## What you should do:
Look through the entries below and extract exactly the lines from the one containing "MIN_STACK_SIZE + 1)" through the one containing "assert_eq!(ready.notify(3).unwrap(), Some(State::Finished));", ends included.

Recorded data:

****************************************

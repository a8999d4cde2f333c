// src/services/transport.rs

//! The seam between the request engine and the network.

use async_trait::async_trait;
use serde_json::Value;
use thiserror::Error;

/// HTTP method of an upstream call.
#[derive(Debug, Clone, Copy, PartialEq, Eq)]
pub enum Method {
    Get,
    Post,
}

/// One upstream request, fixed for every retry of it.
#[derive(Debug, Clone, PartialEq)]
pub struct ApiRequest {
    pub method: Method,
    pub url: String,
    pub query: Vec<(String, String)>,
    pub body: Option<Value>,
}

impl ApiRequest {
    pub fn get(url: impl Into<String>) -> Self {
        Self {
            method: Method::Get,
            url: url.into(),
            query: Vec::new(),
            body: None,
        }
    }

    pub fn post_json(url: impl Into<String>, body: Value) -> Self {
        Self {
            method: Method::Post,
            url: url.into(),
            query: Vec::new(),
            body: Some(body),
        }
    }

    pub fn with_query<K, V>(mut self, params: impl IntoIterator<Item = (K, V)>) -> Self
    where
        K: Into<String>,
        V: Into<String>,
    {
        self.query
            .extend(params.into_iter().map(|(k, v)| (k.into(), v.into())));
        self
    }

    /// Value of a body field or query parameter, rendered as a string.
    pub fn param(&self, key: &str) -> Option<String> {
        if let Some(value) = self.body.as_ref().and_then(|b| b.get(key)) {
            return Some(match value {
                Value::String(s) => s.clone(),
                other => other.to_string(),
            });
        }
        self.query
            .iter()
            .find(|(k, _)| k == key)
            .map(|(_, v)| v.clone())
    }
}

/// Raw HTTP outcome: status plus undecoded body text.
#[derive(Debug, Clone, PartialEq)]
pub struct HttpResponse {
    pub status: u16,
    pub body: String,
}

/// Connection-level failure (DNS, connect, reset, timeout).
#[derive(Error, Debug, Clone, PartialEq)]
#[error("{message}")]
pub struct TransportError {
    pub message: String,
    pub timeout: bool,
}

impl TransportError {
    pub fn new(message: impl Into<String>) -> Self {
        Self {
            message: message.into(),
            timeout: false,
        }
    }

    pub fn timeout() -> Self {
        Self {
            message: "operation timed out".to_string(),
            timeout: true,
        }
    }
}

impl From<reqwest::Error> for TransportError {
    fn from(e: reqwest::Error) -> Self {
        Self {
            timeout: e.is_timeout(),
            message: e.to_string(),
        }
    }
}

/// Sends one request and returns the raw response.
#[async_trait]
pub trait Transport: Send + Sync {
    async fn send(&self, request: &ApiRequest) -> Result<HttpResponse, TransportError>;
}

#[cfg(test)]
mod tests {
    use super::*;
    use serde_json::json;

    #[test]
    fn param_reads_body_then_query() {
        let post = ApiRequest::post_json("https://x/api", json!({"page": 2, "uri": "a/b"}));
        assert_eq!(post.param("page"), Some("2".to_string()));
        assert_eq!(post.param("uri"), Some("a/b".to_string()));
        assert_eq!(post.param("size"), None);

        let get = ApiRequest::get("https://x/web").with_query([("page", "3")]);
        assert_eq!(get.param("page"), Some("3".to_string()));
    }
}
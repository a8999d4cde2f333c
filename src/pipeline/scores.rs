// src/pipeline/scores.rs

//! Score-line stage: one request per school and year into `scores.json`.

use chrono::Utc;
use futures::{StreamExt, stream};
use serde_json::{Value, json};

use super::normalize::{EntityType, normalize};
use super::{Harvest, SCORES_FILE, StageReport, Tally, with_context};
use crate::error::{FetchError, Result};
use crate::models::{EntityId, Record, extract_items};
use crate::services::ApiRequest;

const SCORELINE_URI: &str = "apidata/api/gkv3/school/scoreline";

pub async fn run_scores(harvest: &Harvest) -> Result<StageReport> {
    let started = Utc::now();
    let Some(school_ids) = harvest.school_ids("scores").await else {
        return Ok(StageReport::skipped("scores", SCORES_FILE));
    };
    let years = &harvest.config().harvest.score_years;
    log::info!(
        "scores: {} schools, years {}",
        school_ids.len(),
        years.join(", ")
    );

    let total = school_ids.len();
    let per_school: Vec<(Vec<Record>, Tally)> = stream::iter(school_ids.iter().enumerate())
        .map(|(idx, school_id)| async move {
            let mut outcome = school_scores(harvest, school_id).await;
            log::info!(
                "scores: [{}/{}] school {}: {} score lines",
                idx + 1,
                total,
                school_id,
                outcome.0.len()
            );
            if idx + 1 < total
                && outcome.1.fatal.is_none()
                && harvest
                    .engine()
                    .pause(harvest.config().pacing.score_school)
                    .await
                    .is_err()
            {
                outcome.1.fail("cancelled");
            }
            outcome
        })
        .buffered(harvest.concurrency())
        .collect()
        .await;

    let mut records = Vec::new();
    let mut tally = Tally::default();
    for (school_records, school_tally) in per_school {
        records.extend(school_records);
        tally.absorb(school_tally);
    }

    harvest
        .finish("scores", SCORES_FILE, started, records, tally.close())
        .await
}

/// Every configured year for one school.
async fn school_scores(harvest: &Harvest, school_id: &EntityId) -> (Vec<Record>, Tally) {
    let config = harvest.config();
    let mut records = Vec::new();
    let mut tally = Tally::default();

    for year in &config.harvest.score_years {
        if harvest.is_cancelled() {
            tally.fail("cancelled");
            break;
        }

        let result = year_scores(harvest, school_id, year).await;
        tally.record(&result.as_ref().map(|_| ()).map_err(|e| e.clone()));
        match result {
            Ok(items) => {
                log::debug!("scores: school {school_id} {year}: {} lines", items.len());
                records.extend(items);
            }
            Err(FetchError::Cancelled) => break,
            Err(e) => log::warn!("scores: school {school_id} {year} failed: {e}"),
        }

        if harvest.engine().pause(config.pacing.score_request).await.is_err() {
            tally.fail("cancelled");
            break;
        }
    }
    (records, tally)
}

async fn year_scores(
    harvest: &Harvest,
    school_id: &EntityId,
    year: &str,
) -> std::result::Result<Vec<Record>, FetchError> {
    let config = harvest.config();
    let request = ApiRequest::post_json(
        &config.http.api_url,
        json!({
            "school_id": school_id.to_value(),
            "province_id": config.harvest.score_province_id,
            "year": year,
            "uri": SCORELINE_URI,
        }),
    );
    let body = harvest
        .engine()
        .execute(&request, harvest.policy(config.retry.score_attempts))
        .await?;

    let Some(items) = extract_items(&body, &config.business.list_keys) else {
        log::warn!("scores: school {school_id} {year}: response has no score list");
        return Ok(Vec::new());
    };

    let context = [
        ("school_id", school_id.to_value()),
        ("year", Value::from(year)),
    ];
    Ok(items
        .iter()
        .filter(|item| item.is_object())
        .map(|item| normalize(&with_context(item, &context), EntityType::ScoreLine))
        .collect())
}
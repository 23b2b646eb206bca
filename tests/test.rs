use cofiber::*;
use std::cell::{Cell, RefCell};
use std::rc::Rc;

const STACK: usize = 64 * 1024;

fn init() {
  let _ = env_logger::builder().is_test(true).try_init();
}

thread_local! {
  static RUNS: Cell<usize> = const { Cell::new(0) };
}

fn count_run(_: ()) {
  RUNS.with(|r| r.set(r.get() + 1));
  assert_eq!(current().unwrap().state().unwrap(), State::Running);
}

fn yield_n(n: usize) {
  for _ in 0..n {
    yield_now().unwrap();
  }
}

#[test]
fn create_rejects_bad_arguments() {
  init();
  let before = live();
  assert!(matches!(create::<()>(None, (), STACK), Err(Error::MissingEntry)));
  assert!(matches!(create(Some(count_run), (), 0), Err(Error::ZeroStackSize)));
  assert!(matches!(spawn(|| {}, 0), Err(Error::ZeroStackSize)));
  assert_eq!(live(), before);
}

#[test]
fn runs_to_completion_once() {
  init();
  let runs = RUNS.with(Cell::get);
  let co = create(Some(count_run), (), STACK).unwrap();
  assert_eq!(co.state().unwrap(), State::Ready);
  assert_eq!(co.caller().unwrap(), None);
  assert_eq!(co.resume().unwrap(), State::Finished);
  assert_eq!(RUNS.with(Cell::get), runs + 1);
  assert_eq!(current(), None);
  co.destroy().unwrap();
}

#[test]
fn finished_resume_is_a_noop() {
  init();
  let runs = RUNS.with(Cell::get);
  let co = create(Some(count_run), (), STACK).unwrap();
  co.resume().unwrap();
  for _ in 0..3 {
    assert_eq!(co.resume().unwrap(), State::Finished);
  }
  assert_eq!(RUNS.with(Cell::get), runs + 1);
  co.destroy().unwrap();
}

#[test]
fn five_yields_take_six_resumes() {
  init();
  let co = create(Some(yield_n), 5, STACK).unwrap();
  for _ in 0..5 {
    assert_eq!(co.resume().unwrap(), State::Suspended);
  }
  assert_eq!(co.resume().unwrap(), State::Finished);
  co.destroy().unwrap();
}

#[test]
fn state_history() {
  init();
  let history = Rc::new(RefCell::new(vec![]));
  let h = history.clone();
  let co = spawn(move || {
    for _ in 0..2 {
      h.borrow_mut().push(current().unwrap().state().unwrap());
      yield_now().unwrap();
    }
    h.borrow_mut().push(current().unwrap().state().unwrap());
  }, STACK).unwrap();
  history.borrow_mut().push(co.state().unwrap());
  while co.resume().unwrap() != State::Finished {
    history.borrow_mut().push(co.state().unwrap());
  }
  history.borrow_mut().push(co.state().unwrap());
  use State::*;
  assert_eq!(*history.borrow(), [Ready, Running, Suspended, Running, Suspended, Running, Finished]);
  co.destroy().unwrap();
}

#[test]
fn alternating_driver_interleaves() {
  init();
  let log = Rc::new(RefCell::new(vec![]));
  let checks = Rc::new(Cell::new(0));
  let worker = |id: u32, steps: u32, log: Rc<RefCell<Vec<(u32, u32)>>>, peer: Rc<Cell<Option<Coroutine>>>, checks: Rc<Cell<u32>>| {
    move || {
      for step in 0..steps {
        log.borrow_mut().push((id, step));
        assert_eq!(current().unwrap().state().unwrap(), State::Running);
        // the one we alternate with is never running at the same time.
        let peer = peer.get().unwrap();
        assert_ne!(peer.state().unwrap(), State::Running);
        checks.set(checks.get() + 1);
        yield_now().unwrap();
      }
    }
  };
  let peer_of_a = Rc::new(Cell::new(None));
  let peer_of_b = Rc::new(Cell::new(None));
  let a = spawn(worker(1, 3, log.clone(), peer_of_a.clone(), checks.clone()), STACK).unwrap();
  let b = spawn(worker(2, 2, log.clone(), peer_of_b.clone(), checks.clone()), STACK).unwrap();
  peer_of_a.set(Some(b));
  peer_of_b.set(Some(a));
  loop {
    let sa = a.resume().unwrap();
    let sb = b.resume().unwrap();
    if sa == State::Finished && sb == State::Finished { break }
  }
  assert_eq!(*log.borrow(), [(1, 0), (2, 0), (1, 1), (2, 1), (1, 2)]);
  assert_eq!(checks.get(), 5);
  a.destroy().unwrap();
  b.destroy().unwrap();
}

#[test]
fn nested_resume_returns_along_the_chain() {
  init();
  let log = Rc::new(RefCell::new(Vec::<&'static str>::new()));
  let l = log.clone();
  let y = spawn(move || {
    l.borrow_mut().push("y start");
    yield_now().unwrap();
    l.borrow_mut().push("y end");
  }, STACK).unwrap();
  let l = log.clone();
  let x = spawn(move || {
    let me = current().unwrap();
    l.borrow_mut().push("x start");
    assert_eq!(y.resume().unwrap(), State::Suspended);
    assert_eq!(y.caller().unwrap(), Some(me));
    l.borrow_mut().push("x after y");
    yield_now().unwrap();
    l.borrow_mut().push("x end");
  }, STACK).unwrap();

  assert_eq!(x.resume().unwrap(), State::Suspended);
  assert_eq!(current(), None);
  // the root picks y up directly: its caller link is rebound.
  assert_eq!(y.resume().unwrap(), State::Finished);
  assert_eq!(y.caller().unwrap(), None);
  assert_eq!(x.resume().unwrap(), State::Finished);
  assert_eq!(*log.borrow(), ["x start", "y start", "x after y", "y end", "x end"]);
  x.destroy().unwrap();
  y.destroy().unwrap();
}

#[test]
fn deep_nesting_composes() {
  init();
  fn level(depth: usize, out: Rc<RefCell<Vec<usize>>>) -> Coroutine {
    spawn(move || {
      if depth > 0 {
        let inner = level(depth - 1, out.clone());
        assert_eq!(inner.resume().unwrap(), State::Suspended);
        assert_eq!(call_chain().len(), 6 - depth);
        yield_now().unwrap();
        assert_eq!(inner.resume().unwrap(), State::Finished);
        inner.destroy().unwrap();
      } else {
        yield_now().unwrap();
      }
      out.borrow_mut().push(depth);
    }, STACK).unwrap()
  }
  let out = Rc::new(RefCell::new(vec![]));
  let top = level(5, out.clone());
  assert_eq!(top.resume().unwrap(), State::Suspended);
  assert_eq!(top.resume().unwrap(), State::Finished);
  assert_eq!(*out.borrow(), [0, 1, 2, 3, 4, 5]);
  top.destroy().unwrap();
}

#[test]
fn stack_top_is_aligned() {
  init();
  for size in MIN_STACK_SIZE..MIN_STACK_SIZE + 40 {
    let co = create(Some(count_run), (), size).unwrap();
    assert_eq!(co.stack_top().unwrap() % 16, 0);
    co.destroy().unwrap();
  }
}

#[test]
fn misuse_is_reported() {
  init();
  let co = spawn(|| {
    let me = current().unwrap();
    assert!(matches!(me.resume(), Err(Error::Active)));
    assert!(matches!(me.destroy(), Err(Error::Busy(State::Running))));
  }, STACK).unwrap();
  let idle = spawn(|| {}, STACK).unwrap();
  assert!(matches!(idle.suspend(), Err(Error::NotCurrent)));
  co.resume().unwrap();
  co.destroy().unwrap();
  assert!(matches!(co.resume(), Err(Error::InvalidHandle)));
  assert!(matches!(co.destroy(), Err(Error::InvalidHandle)));
  idle.destroy().unwrap();
}

#[test]
fn blocked_caller_cannot_be_resumed() {
  init();
  let outer_slot: Rc<Cell<Option<Coroutine>>> = Rc::new(Cell::new(None));
  let slot = outer_slot.clone();
  let inner = spawn(move || {
    let outer = slot.get().unwrap();
    assert_eq!(outer.state().unwrap(), State::Suspended);
    assert!(matches!(outer.resume(), Err(Error::Active)));
  }, STACK).unwrap();
  let outer = spawn(move || { inner.resume().unwrap(); inner.destroy().unwrap(); }, STACK).unwrap();
  outer_slot.set(Some(outer));
  assert_eq!(outer.resume().unwrap(), State::Finished);
  outer.destroy().unwrap();
}

#[test]
fn destroy_respects_lifecycle() {
  init();
  let token = Rc::new(());
  let held = token.clone();
  let never_run = spawn(move || drop(held), STACK).unwrap();
  assert_eq!(Rc::strong_count(&token), 2);
  never_run.destroy().unwrap();
  assert_eq!(Rc::strong_count(&token), 1);

  let parked = spawn(|| yield_now().unwrap(), STACK).unwrap();
  parked.resume().unwrap();
  assert!(matches!(parked.destroy(), Err(Error::Busy(State::Suspended))));
  parked.resume().unwrap();
  parked.destroy().unwrap();
}

#[test]
fn abandon_frees_a_parked_coroutine() {
  init();
  let before = live();
  let parked = spawn(|| loop { yield_now().unwrap() }, STACK).unwrap();
  parked.resume().unwrap();
  unsafe { parked.abandon().unwrap() };
  assert_eq!(live(), before);
  assert!(matches!(parked.state(), Err(Error::InvalidHandle)));
}

#[test]
fn panics_surface_at_resume() {
  init();
  let co = spawn(|| {
    yield_now().unwrap();
    panic!("boom");
  }, 256 * 1024).unwrap();
  co.resume().unwrap();
  let err = std::panic::catch_unwind(|| co.resume()).unwrap_err();
  assert_eq!(err.downcast_ref::<&str>(), Some(&"boom"));
  assert_eq!(co.state().unwrap(), State::Finished);
  assert_eq!(current(), None);
  co.destroy().unwrap();
}

#[test]
fn nested_panic_is_caught_by_the_resumer() {
  init();
  let y = spawn(|| panic!("inner"), 256 * 1024).unwrap();
  let x = spawn(move || {
    let err = std::panic::catch_unwind(|| y.resume()).unwrap_err();
    assert_eq!(err.downcast_ref::<&str>(), Some(&"inner"));
    assert_eq!(y.state().unwrap(), State::Finished);
    assert_eq!(call_chain(), [current().unwrap()]);
    yield_now().unwrap();
    y.destroy().unwrap();
  }, 256 * 1024).unwrap();
  assert_eq!(x.resume().unwrap(), State::Suspended);
  assert_eq!(current(), None);
  assert_eq!(x.resume().unwrap(), State::Finished);
  x.destroy().unwrap();
}

#[test]
fn backtrace_walks_a_coroutine_stack() {
  use std::backtrace::{Backtrace, BacktraceStatus};
  init();
  let captured = Rc::new(RefCell::new(None));
  let slot = captured.clone();
  let co = spawn(move || {
    *slot.borrow_mut() = Some(Backtrace::force_capture());
  }, 1024 * 1024).unwrap();
  assert_eq!(co.resume().unwrap(), State::Finished);
  let trace = captured.borrow_mut().take().unwrap();
  assert_eq!(trace.status(), BacktraceStatus::Captured);
  // resolving symbols walks the frames again, on the thread's own stack.
  assert!(!trace.to_string().is_empty());
  co.destroy().unwrap();
}

#[test]
fn builder_with_guard_page() {
  init();
  let hits = Rc::new(Cell::new(0));
  let h = hits.clone();
  let co = Builder::new()
    .stack_size(4 * MIN_STACK_SIZE + 1)
    .guard_page(true)
    .name("guarded")
    .spawn(move || {
      // some real stack use
      let buf = [7u8; 2048];
      h.set(buf.iter().map(|b| *b as usize).sum());
    })
    .unwrap();
  assert_eq!(co.resume().unwrap(), State::Finished);
  assert_eq!(hits.get(), 7 * 2048);
  co.destroy().unwrap();
}

#[test]
fn schedulers_are_per_thread() {
  init();
  let co = spawn(|| yield_now().unwrap(), STACK).unwrap();
  co.resume().unwrap();
  assert!(live() > 0);
  std::thread::spawn(|| {
    assert_eq!(live(), 0);
    assert_eq!(current(), None);
    let co = spawn(|| {}, STACK).unwrap();
    assert_eq!(co.resume().unwrap(), State::Finished);
    co.destroy().unwrap();
  }).join().unwrap();
  assert_eq!(co.resume().unwrap(), State::Finished);
  co.destroy().unwrap();
}

#[test]
fn readiness_resumes_the_parked_coroutine() {
  init();
  let ready = Rc::new(Readiness::<i32>::new());
  let log = Rc::new(RefCell::new(vec![]));
  let mut cos = vec![];
  for fd in [3, 4] {
    let (r, l) = (ready.clone(), log.clone());
    cos.push(spawn(move || {
      r.wait(fd).unwrap();
      l.borrow_mut().push(fd);
    }, STACK).unwrap());
  }
  for co in &cos {
    assert_eq!(co.resume().unwrap(), State::Suspended);
  }
  assert_eq!(ready.len(), 2);
  assert_eq!(ready.notify(4).unwrap(), Some(State::Finished));
  assert!(ready.is_waiting(3));
  assert_eq!(ready.notify(3).unwrap(), Some(State::Finished));
  assert_eq!(*log.borrow(), [4, 3]);
  for co in cos {
    co.destroy().unwrap();
  }
}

****************************************

## The completed task:
    .stack_size(4 * MIN_STACK_SIZE + 1)
    .guard_page(true)
    .name("guarded")
    .spawn(move || {
      // some real stack use
      let buf = [7u8; 2048];
      h.set(buf.iter().map(|b| *b as usize).sum());
    })
    .unwrap();
  assert_eq!(co.resume().unwrap(), State::Finished);
  assert_eq!(hits.get(), 7 * 2048);
  co.destroy().unwrap();
}

#[test]
fn schedulers_are_per_thread() {
  init();
  let co = spawn(|| yield_now().unwrap(), STACK).unwrap();
  co.resume().unwrap();
  assert!(live() > 0);
  std::thread::spawn(|| {
    assert_eq!(live(), 0);
    assert_eq!(current(), None);
    let co = spawn(|| {}, STACK).unwrap();
    assert_eq!(co.resume().unwrap(), State::Finished);
    co.destroy().unwrap();
  }).join().unwrap();
  assert_eq!(co.resume().unwrap(), State::Finished);
  co.destroy().unwrap();
}

#[test]
fn readiness_resumes_the_parked_coroutine() {
  init();
  let ready = Rc::new(Readiness::<i32>::new());
  let log = Rc::new(RefCell::new(vec![]));
  let mut cos = vec![];
  for fd in [3, 4] {
    let (r, l) = (ready.clone(), log.clone());
    cos.push(spawn(move || {
      r.wait(fd).unwrap();
      l.borrow_mut().push(fd);
    }, STACK).unwrap());
  }
  for co in &cos {
    assert_eq!(co.resume().unwrap(), State::Suspended);
  }
  assert_eq!(ready.len(), 2);
  assert_eq!(ready.notify(4).unwrap(), Some(State::Finished));
  assert!(ready.is_waiting(3));
  assert_eq!(ready.notify(3).unwrap(), Some(State::Finished));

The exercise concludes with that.